Methionine adenosyltransferases (MATs) catalyze the synthesis of S-adenosylmethionine (SAM), the universal methyl donor involved in methylation reactions, redox balance, and polyamine synthesis. In mammals, three MAT genes, MAT1A, MAT2A, and MAT2B, exhibit tissue-specific expression, with MAT1A predominating in healthy liver and MAT2A/MAT2B upregulated during liver injury and malignancy. A shift from MAT1A to MAT2A/MAT2B expression is a hallmark of hepatocellular carcinoma (HCC), contributing to decreased SAM levels and promoting tumorigenesis. Recent findings highlight the pivotal role of post-transcriptional regulation in controlling MAT gene expression. N6-methyladenosine (m6A) modification, the most prevalent internal mRNA modification, plays a dynamic role in determining the fate of MAT2A mRNA. m6A marks regulate MAT2A mRNA splicing and stability in response to stress and metabolic changes. Additionally, RNA-binding proteins (RBPs) such as ELAVL1 and hnRNPD bind to MAT mRNAs, modulating their stability and translation. Dysregulation of these RBPs in liver disease alters MAT expression profiles. Non-coding RNAs, including microRNAs such as miR-29, miR-21, and miR-485, and long non-coding RNAs such as LINC00662 and SNGH6, modulate MAT expression post-transcriptionally by targeting MAT transcripts directly or influencing RNA-binding proteins (RBPs) and m6A writers/readers.
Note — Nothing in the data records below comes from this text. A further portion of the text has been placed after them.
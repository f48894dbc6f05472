//! On-disk envelope for persisted units
//!
//! Every `.ser` file in a locker is
//!
//! ```text
//! magic "LCKR" | version: u16 LE | kind: u8 | reserved: u8 | bincode payload
//! ```
//!
//! The payload types are declared next to the structures they persist
//! (chunk map in `storage`, records in `recipe`); this module only knows
//! about the header and about writing a unit without leaving it half-written.

use serde::de::DeserializeOwned;
use serde::Serialize;
use std::fmt;
use std::fs;
use std::io;
use std::path::{ Path, PathBuf };
use thiserror::Error;

const MAGIC: &[u8; 4] = b"LCKR";
pub const FORMAT_VERSION: u16 = 1;
const HEADER_LEN: usize = 8;

/// What a unit holds. Stored in the header so a unit can't be read as the wrong thing.
#[derive(Debug, Clone, Copy, PartialEq, Eq)]
#[repr(u8)]
pub enum UnitKind {
    ChunkMap = 1,
    Fingerprinter = 2,
    FileRecord = 3,
}

impl UnitKind {
    fn from_byte(byte: u8) -> Option<Self> {
        match byte {
            1 => Some(UnitKind::ChunkMap),
            2 => Some(UnitKind::Fingerprinter),
            3 => Some(UnitKind::FileRecord),
            _ => None,
        }
    }
}

impl fmt::Display for UnitKind {
    fn fmt(&self, f: &mut fmt::Formatter<'_>) -> fmt::Result {
        let name = match self {
            UnitKind::ChunkMap => "chunk map",
            UnitKind::Fingerprinter => "fingerprinter",
            UnitKind::FileRecord => "file record",
        };
        f.write_str(name)
    }
}

/// Reasons a persisted unit is unreadable
#[derive(Error, Debug)]
pub enum FormatError {
    #[error("unit is missing")]
    Missing,

    #[error("unit is truncated")]
    Truncated,

    #[error("bad magic bytes")]
    BadMagic,

    #[error("unsupported format version {0}")]
    UnsupportedVersion(u16),

    #[error("expected a {expected} unit, found kind {found}")]
    WrongKind { expected: UnitKind, found: u8 },

    #[error("payload could not be decoded: {0}")]
    Payload(#[from] bincode::Error),

    #[error("inconsistent contents: {0}")]
    Inconsistent(String),
}

pub fn encode<T: Serialize>(kind: UnitKind, value: &T) -> Result<Vec<u8>, bincode::Error> {
    let payload = bincode::serialize(value)?;
    let mut out = Vec::with_capacity(HEADER_LEN + payload.len());
    out.extend_from_slice(MAGIC);
    out.extend_from_slice(&FORMAT_VERSION.to_le_bytes());
    out.push(kind as u8);
    out.push(0);
    out.extend_from_slice(&payload);
    Ok(out)
}

pub fn decode<T: DeserializeOwned>(kind: UnitKind, bytes: &[u8]) -> Result<T, FormatError> {
    if bytes.len() < HEADER_LEN {
        return Err(FormatError::Truncated);
    }
    if &bytes[0..4] != MAGIC {
        return Err(FormatError::BadMagic);
    }
    let version = u16::from_le_bytes([bytes[4], bytes[5]]);
    if version != FORMAT_VERSION {
        return Err(FormatError::UnsupportedVersion(version));
    }
    if UnitKind::from_byte(bytes[6]) != Some(kind) {
        return Err(FormatError::WrongKind { expected: kind, found: bytes[6] });
    }
    Ok(bincode::deserialize(&bytes[HEADER_LEN..])?)
}

/// Error from reading a unit: either the file couldn't be read at all,
/// or it was read and didn't decode.
#[derive(Debug)]
pub enum ReadError {
    Io(io::Error),
    Format(FormatError),
}

pub fn read_unit<T: DeserializeOwned>(path: &Path, kind: UnitKind) -> Result<T, ReadError> {
    let bytes = match fs::read(path) {
        Ok(bytes) => bytes,
        Err(e) if e.kind() == io::ErrorKind::NotFound => {
            return Err(ReadError::Format(FormatError::Missing));
        }
        Err(e) => return Err(ReadError::Io(e)),
    };
    decode(kind, &bytes).map_err(ReadError::Format)
}

/// Encode and write a unit. The bytes go to `<path>.tmp` first and are
/// renamed over `path`, so readers see either the old or the new unit.
pub fn write_unit<T: Serialize>(path: &Path, kind: UnitKind, value: &T) -> io::Result<u64> {
    let bytes = encode(kind, value).map_err(|e| io::Error::new(io::ErrorKind::InvalidData, e))?;

    let tmp = tmp_path(path);
    fs::write(&tmp, &bytes)?;
    if let Err(e) = fs::rename(&tmp, path) {
        let _ = fs::remove_file(&tmp);
        return Err(e);
    }
    Ok(bytes.len() as u64)
}

fn tmp_path(path: &Path) -> PathBuf {
    let mut name = path.as_os_str().to_owned();
    name.push(".tmp");
    PathBuf::from(name)
}
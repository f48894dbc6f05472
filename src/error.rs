//! Error types for locker operations

use crate::cache::Unit;
use crate::format::{ FormatError, ReadError };
use crate::hash::ContentHash;
use std::io;
use std::path::PathBuf;
use thiserror::Error;

/// Result type for locker operations
pub type Result<T> = std::result::Result<T, LockerError>;

/// Errors that can occur while creating, mutating or reading a locker
#[derive(Error, Debug)]
pub enum LockerError {
    /// A locker is already present at the requested root
    #[error("locker already exists at {}", .0.display())]
    AlreadyExists(PathBuf),

    /// No locker layout at the given root
    #[error("no locker found at {}", .0.display())]
    LockerNotFound(PathBuf),

    /// No record for this local path, persisted or resident
    #[error("file {0} not found in locker")]
    FileNotFound(String),

    /// Chunk store lookup miss
    #[error("chunk {0} not found")]
    ChunkNotFound(ContentHash),

    /// Directory add was pointed at something else
    #[error("{} is not a directory", .0.display())]
    NotADirectory(PathBuf),

    /// A persisted unit could not be decoded
    #[error("corrupt locker unit {}: {source}", .unit.display())]
    Corrupt {
        /// File holding the unit
        unit: PathBuf,
        /// What was wrong with it
        #[source]
        source: FormatError,
    },

    /// A record references a chunk that the store does not hold
    #[error("corrupt locker: file {path} references missing chunk {hash}")]
    MissingChunk {
        /// Local path of the record
        path: String,
        /// The hash that could not be resolved
        hash: ContentHash,
    },

    /// A record's stored size disagrees with the chunks it lists
    #[error("corrupt locker: file {path} should be {expected} bytes, its chunks hold {actual}")]
    SizeMismatch {
        /// Local path of the record
        path: String,
        /// Size stored in the record
        expected: u64,
        /// Sum of the chunk lengths
        actual: u64,
    },

    /// Record unit held back because the checkpoint it depends on failed
    #[error("not written: the checkpoint could not be saved")]
    CheckpointNotSaved,

    /// Target chunk size outside the supported range
    #[error("invalid chunk size {0}")]
    InvalidChunkSize(usize),

    /// Local path cannot be used as a record key
    #[error("invalid local path {path:?}: {reason}")]
    InvalidPath {
        /// Path as given by the caller
        path: String,
        /// Why it was rejected
        reason: &'static str,
    },

    /// Underlying read or write failure
    #[error("I/O error on {}: {source}", .path.display())]
    Io {
        /// Path being read or written
        path: PathBuf,
        /// OS error
        #[source]
        source: io::Error,
    },

    /// One or more units could not be saved; the others were written
    #[error("failed to save {} unit(s)", .0.len())]
    Save(Vec<UnitFailure>),
}

impl LockerError {
    pub(crate) fn io(path: impl Into<PathBuf>, source: io::Error) -> Self {
        LockerError::Io { path: path.into(), source }
    }

    pub(crate) fn corrupt(unit: impl Into<PathBuf>, source: FormatError) -> Self {
        LockerError::Corrupt { unit: unit.into(), source }
    }

    pub(crate) fn from_read(unit: impl Into<PathBuf>, err: ReadError) -> Self {
        match err {
            ReadError::Io(source) => LockerError::io(unit, source),
            ReadError::Format(source) => LockerError::corrupt(unit, source),
        }
    }

    /// True for every "does not exist" condition: locker, file record or chunk.
    pub fn is_not_found(&self) -> bool {
        matches!(
            self,
            LockerError::LockerNotFound(_) | LockerError::FileNotFound(_) | LockerError::ChunkNotFound(_)
        )
    }

    /// True when persisted state is unreadable or internally inconsistent.
    pub fn is_corrupt(&self) -> bool {
        matches!(
            self,
            LockerError::Corrupt { .. } | LockerError::MissingChunk { .. } | LockerError::SizeMismatch { .. }
        )
    }
}

/// A unit that `save` could not persist
#[derive(Debug)]
pub struct UnitFailure {
    pub unit: Unit,
    pub error: LockerError,
}

// src/storage.rs
use crate::error::{ LockerError, Result };
use crate::format::{ self, FormatError, UnitKind };
use crate::hash::ContentHash;
use serde::{ Deserialize, Serialize };
use std::collections::HashMap;
use std::collections::hash_map::Entry;
use std::path::Path;

/// Content-addressed chunk payloads, one copy per distinct hash.
#[derive(Debug, Default)]
pub struct ChunkStore {
    chunks: HashMap<ContentHash, Vec<u8>>,
    stored_bytes: u64,
}

// Persisted shape of the store, sorted by hash so the unit is reproducible
#[derive(Serialize)]
struct ChunkMapOut<'a> {
    chunks: Vec<(&'a ContentHash, &'a [u8])>,
}

#[derive(Deserialize)]
struct ChunkMapIn {
    chunks: Vec<(ContentHash, Vec<u8>)>,
}

impl ChunkStore {
    pub fn new() -> Self {
        Self::default()
    }

    /// Store `data` under `hash` unless it is already present.
    /// Returns true if a new entry was created.
    pub fn put_if_absent(&mut self, hash: ContentHash, data: &[u8]) -> bool {
        match self.chunks.entry(hash) {
            Entry::Occupied(_) => false,
            Entry::Vacant(slot) => {
                self.stored_bytes += data.len() as u64;
                slot.insert(data.to_vec());
                true
            }
        }
    }

    /// Hash `data` and store it. The deduplication check.
    pub fn insert(&mut self, data: &[u8]) -> (ContentHash, bool) {
        let hash = ContentHash::of(data);
        let inserted = self.put_if_absent(hash, data);
        (hash, inserted)
    }

    pub fn get(&self, hash: &ContentHash) -> Result<&[u8]> {
        self.chunks
            .get(hash)
            .map(Vec::as_slice)
            .ok_or(LockerError::ChunkNotFound(*hash))
    }

    pub fn contains(&self, hash: &ContentHash) -> bool {
        self.chunks.contains_key(hash)
    }

    pub fn len(&self) -> usize {
        self.chunks.len()
    }

    pub fn is_empty(&self) -> bool {
        self.chunks.is_empty()
    }

    /// Sum of all payload lengths
    pub fn stored_bytes(&self) -> u64 {
        self.stored_bytes
    }

    /// Read the whole store from its unit. Every payload is re-hashed against its key.
    pub fn load(path: &Path) -> Result<Self> {
        let unit: ChunkMapIn = format::read_unit(path, UnitKind::ChunkMap)
            .map_err(|e| LockerError::from_read(path, e))?;

        let mut store = ChunkStore::new();
        for (hash, data) in unit.chunks {
            if ContentHash::of(&data) != hash {
                return Err(
                    LockerError::corrupt(path, FormatError::Inconsistent(format!("chunk {} does not match its content", hash)))
                );
            }
            store.stored_bytes += data.len() as u64;
            if store.chunks.insert(hash, data).is_some() {
                return Err(
                    LockerError::corrupt(path, FormatError::Inconsistent(format!("chunk {} stored twice", hash)))
                );
            }
        }
        log::debug!("Loaded {} chunks ({} bytes) from {}", store.len(), store.stored_bytes, path.display());
        Ok(store)
    }

    /// Write the whole store as one unit. Returns the number of bytes written.
    pub fn persist(&self, path: &Path) -> Result<u64> {
        let mut chunks: Vec<_> = self.chunks
            .iter()
            .map(|(hash, data)| (hash, data.as_slice()))
            .collect();
        chunks.sort_unstable_by_key(|(hash, _)| **hash);

        format::write_unit(path, UnitKind::ChunkMap, &(ChunkMapOut { chunks })).map_err(|e| LockerError::io(path, e))
    }
}
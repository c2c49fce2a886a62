//! Log writer module
//!
//! Process-wide, thread-safe log sink. Stdout belongs to the startup banner,
//! so every target defaults to stderr unless a file is configured.

use crate::config::LogLevel;
use std::fs::{File, OpenOptions};
use std::io::{self, Write};
use std::path::Path;
use std::sync::{Mutex, OnceLock};

/// Global log writer instance
static LOG_WRITER: OnceLock<LogWriter> = OnceLock::new();

/// Log output target
enum LogTarget {
    Stderr,
    File(Mutex<File>),
}

impl LogTarget {
    fn open(path: Option<&str>) -> io::Result<Self> {
        match path {
            Some(p) => Ok(Self::File(Mutex::new(open_log_file(p)?))),
            None => Ok(Self::Stderr),
        }
    }

    fn write_line(&self, message: &str) {
        match self {
            Self::Stderr => eprintln!("{message}"),
            Self::File(file) => {
                if let Ok(mut f) = file.lock() {
                    let _ = writeln!(f, "{message}");
                }
            }
        }
    }
}

/// Thread-safe log writer
pub struct LogWriter {
    level: LogLevel,
    access: LogTarget,
    error: LogTarget,
}

impl LogWriter {
    fn new(
        level: LogLevel,
        access_log_file: Option<&str>,
        error_log_file: Option<&str>,
    ) -> io::Result<Self> {
        Ok(Self {
            level,
            access: LogTarget::open(access_log_file)?,
            error: LogTarget::open(error_log_file)?,
        })
    }

    pub fn enabled(&self, level: LogLevel) -> bool {
        level != LogLevel::Off && level <= self.level
    }

    /// Write to access log
    pub fn write_access(&self, message: &str) {
        self.access.write_line(message);
    }

    /// Write a diagnostic line at `level` to the error log
    pub fn write(&self, level: LogLevel, message: &str) {
        if self.enabled(level) {
            self.error.write_line(message);
        }
    }
}

/// Open or create a log file for appending
fn open_log_file(path: &str) -> io::Result<File> {
    // Create parent directories if they don't exist
    if let Some(parent) = Path::new(path).parent() {
        if !parent.as_os_str().is_empty() {
            std::fs::create_dir_all(parent)?;
        }
    }

    OpenOptions::new().create(true).append(true).open(path)
}

/// Initialize the global log writer
///
/// Returns an error if a log file cannot be opened or if called twice.
pub fn init(
    level: LogLevel,
    access_log_file: Option<&str>,
    error_log_file: Option<&str>,
) -> io::Result<()> {
    let writer = LogWriter::new(level, access_log_file, error_log_file)?;
    LOG_WRITER.set(writer).map_err(|_| {
        io::Error::new(
            io::ErrorKind::AlreadyExists,
            "Log writer already initialized",
        )
    })
}

/// Get the global log writer, if initialized
pub fn get() -> Option<&'static LogWriter> {
    LOG_WRITER.get()
}

#[cfg(test)]
mod tests {
    use super::*;

    #[test]
    fn test_level_filter() {
        let writer = LogWriter::new(LogLevel::Warn, None, None).unwrap();
        assert!(writer.enabled(LogLevel::Error));
        assert!(writer.enabled(LogLevel::Warn));
        assert!(!writer.enabled(LogLevel::Info));
        assert!(!writer.enabled(LogLevel::Off));

        let silent = LogWriter::new(LogLevel::Off, None, None).unwrap();
        assert!(!silent.enabled(LogLevel::Error));
    }

    #[test]
    fn test_file_targets_append() {
        let dir = tempfile::tempdir().unwrap();
        let access = dir.path().join("logs/access.log");
        let error = dir.path().join("logs/error.log");

        let writer = LogWriter::new(LogLevel::Info, access.to_str(), error.to_str()).unwrap();
        writer.write_access("GET /index.html");
        writer.write(LogLevel::Error, "[ERROR] boom");
        writer.write(LogLevel::Info, "[INFO] hello");

        let access_text = std::fs::read_to_string(&access).unwrap();
        let error_text = std::fs::read_to_string(&error).unwrap();
        assert_eq!(access_text, "GET /index.html\n");
        assert_eq!(error_text, "[ERROR] boom\n[INFO] hello\n");
    }
}
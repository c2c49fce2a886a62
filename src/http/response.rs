//! HTTP response building module
//!
//! Builders for every status the gateway emits, plus the merge step that
//! folds headers set ahead of time (by a wrapping handler) into a finished
//! response.

use super::range::ByteRange;
use http_body_util::Full;
use hyper::body::Bytes;
use hyper::header::{self, HeaderMap};
use hyper::{Response, StatusCode};

const TEXT_PLAIN: &str = "text/plain; charset=utf-8";

/// Fold pre-set headers into `response` without overriding its own values
pub fn merge_headers(
    mut response: Response<Full<Bytes>>,
    preset: &HeaderMap,
) -> Response<Full<Bytes>> {
    let headers = response.headers_mut();
    for (name, value) in preset {
        if !headers.contains_key(name) {
            headers.insert(name.clone(), value.clone());
        }
    }
    response
}

/// Build 404 Not Found response
pub fn build_404_response() -> Response<Full<Bytes>> {
    build_plain_error(StatusCode::NOT_FOUND, "404 page not found\n")
}

/// Build 403 Forbidden response
pub fn build_403_response() -> Response<Full<Bytes>> {
    build_plain_error(StatusCode::FORBIDDEN, "403 Forbidden\n")
}

/// Build 500 Internal Server Error response
pub fn build_500_response() -> Response<Full<Bytes>> {
    build_plain_error(StatusCode::INTERNAL_SERVER_ERROR, "500 Internal Server Error\n")
}

/// Build 400 Bad Request response
pub fn build_400_response() -> Response<Full<Bytes>> {
    build_plain_error(StatusCode::BAD_REQUEST, "400 Bad Request\n")
}

/// Build 416 Range Not Satisfiable response
pub fn build_416_response(file_size: u64) -> Response<Full<Bytes>> {
    let mut response = build_plain_error(
        StatusCode::RANGE_NOT_SATISFIABLE,
        "416 Requested Range Not Satisfiable\n",
    );
    if let Ok(value) = format!("bytes */{file_size}").parse() {
        response.headers_mut().insert(header::CONTENT_RANGE, value);
    }
    response
}

/// Build 200 response for a server-wide `OPTIONS *` request
pub fn build_options_response() -> Response<Full<Bytes>> {
    Response::builder()
        .status(StatusCode::OK)
        .header(header::CONTENT_LENGTH, 0)
        .body(Full::new(Bytes::new()))
        .unwrap_or_else(|e| {
            log_build_error("OPTIONS", &e);
            Response::new(Full::new(Bytes::new()))
        })
}

/// Build 301 Moved Permanently response
///
/// `location` must already be percent-encoded.
pub fn build_redirect_response(location: &str) -> Response<Full<Bytes>> {
    let body = format!(
        "<a href=\"{}\">Moved Permanently</a>.\n",
        escape_html(location)
    );

    Response::builder()
        .status(StatusCode::MOVED_PERMANENTLY)
        .header(header::LOCATION, location)
        .header(header::CONTENT_TYPE, "text/html; charset=utf-8")
        .body(Full::new(Bytes::from(body)))
        .unwrap_or_else(|e| {
            log_build_error("301", &e);
            Response::new(Full::new(Bytes::new()))
        })
}

/// Build 304 Not Modified response
pub fn build_304_response(last_modified: Option<&str>) -> Response<Full<Bytes>> {
    let mut builder = Response::builder().status(StatusCode::NOT_MODIFIED);
    if let Some(date) = last_modified {
        builder = builder.header(header::LAST_MODIFIED, date);
    }

    builder.body(Full::new(Bytes::new())).unwrap_or_else(|e| {
        log_build_error("304", &e);
        Response::new(Full::new(Bytes::new()))
    })
}

/// Build 200 response for a whole file
pub fn build_file_response(
    data: Bytes,
    content_type: &str,
    last_modified: Option<&str>,
    is_head: bool,
) -> Response<Full<Bytes>> {
    let content_length = data.len();
    let body = if is_head { Bytes::new() } else { data };

    let mut builder = Response::builder()
        .status(StatusCode::OK)
        .header(header::CONTENT_TYPE, content_type)
        .header(header::CONTENT_LENGTH, content_length)
        .header(header::ACCEPT_RANGES, "bytes");
    if let Some(date) = last_modified {
        builder = builder.header(header::LAST_MODIFIED, date);
    }

    builder.body(Full::new(body)).unwrap_or_else(|e| {
        log_build_error("200", &e);
        Response::new(Full::new(Bytes::new()))
    })
}

/// Build 206 Partial Content response
///
/// `data` is the selected span only.
pub fn build_partial_response(
    data: Bytes,
    content_type: &str,
    last_modified: Option<&str>,
    range: ByteRange,
    total_size: u64,
    is_head: bool,
) -> Response<Full<Bytes>> {
    let body = if is_head { Bytes::new() } else { data };

    let mut builder = Response::builder()
        .status(StatusCode::PARTIAL_CONTENT)
        .header(header::CONTENT_TYPE, content_type)
        .header(header::CONTENT_LENGTH, range.length())
        .header(header::CONTENT_RANGE, range.content_range(total_size))
        .header(header::ACCEPT_RANGES, "bytes");
    if let Some(date) = last_modified {
        builder = builder.header(header::LAST_MODIFIED, date);
    }

    builder.body(Full::new(body)).unwrap_or_else(|e| {
        log_build_error("206", &e);
        Response::new(Full::new(Bytes::new()))
    })
}

fn build_plain_error(status: StatusCode, message: &'static str) -> Response<Full<Bytes>> {
    Response::builder()
        .status(status)
        .header(header::CONTENT_TYPE, TEXT_PLAIN)
        .header(header::X_CONTENT_TYPE_OPTIONS, "nosniff")
        .body(Full::new(Bytes::from_static(message.as_bytes())))
        .unwrap_or_else(|e| {
            log_build_error(status.as_str(), &e);
            Response::new(Full::new(Bytes::from_static(message.as_bytes())))
        })
}

fn escape_html(s: &str) -> String {
    s.replace('&', "&amp;")
        .replace('<', "&lt;")
        .replace('>', "&gt;")
        .replace('"', "&quot;")
}

/// Log response build error
fn log_build_error(status: &str, error: &hyper::http::Error) {
    crate::logger::log_error(&format!("Failed to build {status} response: {error}"));
}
Together, these mechanisms form a complex and intricate post-transcriptional regulatory network that governs MAT activity in physiological and pathological states. This review examines emerging insights into MAT post-transcriptional regulation, focusing on its implications for liver cancer, and opens new avenues for developing therapies that target these regulatory mechanisms.